> **Exercise instructions**
In the material below, how many lines contain the string "check"? Reply with the number only.

> **Input**
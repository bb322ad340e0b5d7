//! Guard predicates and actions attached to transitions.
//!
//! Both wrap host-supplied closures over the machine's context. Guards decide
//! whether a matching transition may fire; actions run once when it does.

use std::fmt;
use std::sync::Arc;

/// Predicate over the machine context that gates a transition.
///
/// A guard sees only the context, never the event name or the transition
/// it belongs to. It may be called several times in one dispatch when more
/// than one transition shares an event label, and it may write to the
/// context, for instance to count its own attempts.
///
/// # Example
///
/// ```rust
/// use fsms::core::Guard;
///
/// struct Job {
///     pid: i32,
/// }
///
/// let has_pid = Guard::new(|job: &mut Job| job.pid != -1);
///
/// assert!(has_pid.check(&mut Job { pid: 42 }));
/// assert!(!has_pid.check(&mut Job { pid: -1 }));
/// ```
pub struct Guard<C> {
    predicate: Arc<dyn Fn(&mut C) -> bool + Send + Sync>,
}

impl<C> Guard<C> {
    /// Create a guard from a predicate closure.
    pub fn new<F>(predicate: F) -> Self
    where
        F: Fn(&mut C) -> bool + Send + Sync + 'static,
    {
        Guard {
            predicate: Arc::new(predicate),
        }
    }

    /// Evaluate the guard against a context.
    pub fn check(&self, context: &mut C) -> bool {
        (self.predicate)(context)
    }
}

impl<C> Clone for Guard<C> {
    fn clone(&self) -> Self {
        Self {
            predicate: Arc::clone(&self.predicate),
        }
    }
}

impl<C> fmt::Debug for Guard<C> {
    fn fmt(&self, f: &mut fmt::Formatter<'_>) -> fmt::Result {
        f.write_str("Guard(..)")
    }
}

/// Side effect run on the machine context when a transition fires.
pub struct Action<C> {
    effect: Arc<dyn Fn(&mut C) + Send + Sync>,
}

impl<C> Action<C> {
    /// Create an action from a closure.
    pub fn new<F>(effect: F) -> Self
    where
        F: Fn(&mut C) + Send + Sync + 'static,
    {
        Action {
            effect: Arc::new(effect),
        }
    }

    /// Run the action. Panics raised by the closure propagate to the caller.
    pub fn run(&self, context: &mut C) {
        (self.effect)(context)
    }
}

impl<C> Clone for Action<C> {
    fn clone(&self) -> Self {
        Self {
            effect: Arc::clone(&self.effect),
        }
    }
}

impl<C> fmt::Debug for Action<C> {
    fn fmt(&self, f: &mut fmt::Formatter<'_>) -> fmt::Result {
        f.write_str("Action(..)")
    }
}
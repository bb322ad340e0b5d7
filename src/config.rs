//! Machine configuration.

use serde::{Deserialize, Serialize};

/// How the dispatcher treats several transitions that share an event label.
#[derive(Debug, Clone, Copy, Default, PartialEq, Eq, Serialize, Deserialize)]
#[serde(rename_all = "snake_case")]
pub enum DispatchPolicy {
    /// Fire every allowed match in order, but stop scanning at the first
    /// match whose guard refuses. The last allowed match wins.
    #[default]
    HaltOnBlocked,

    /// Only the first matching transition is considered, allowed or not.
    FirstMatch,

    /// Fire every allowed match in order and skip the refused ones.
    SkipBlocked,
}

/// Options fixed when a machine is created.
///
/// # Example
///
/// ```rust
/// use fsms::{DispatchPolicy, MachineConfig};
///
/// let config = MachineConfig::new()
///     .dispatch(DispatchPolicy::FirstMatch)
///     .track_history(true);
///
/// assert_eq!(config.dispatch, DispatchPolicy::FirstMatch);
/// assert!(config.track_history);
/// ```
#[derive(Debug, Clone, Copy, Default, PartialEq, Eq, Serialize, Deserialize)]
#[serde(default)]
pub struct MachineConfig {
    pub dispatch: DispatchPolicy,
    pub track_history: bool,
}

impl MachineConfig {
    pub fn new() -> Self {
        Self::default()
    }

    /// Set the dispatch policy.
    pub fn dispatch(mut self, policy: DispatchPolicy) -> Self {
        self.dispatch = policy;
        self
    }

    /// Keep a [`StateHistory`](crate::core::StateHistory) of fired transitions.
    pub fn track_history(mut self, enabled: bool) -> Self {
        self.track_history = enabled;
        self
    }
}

> **Output**
3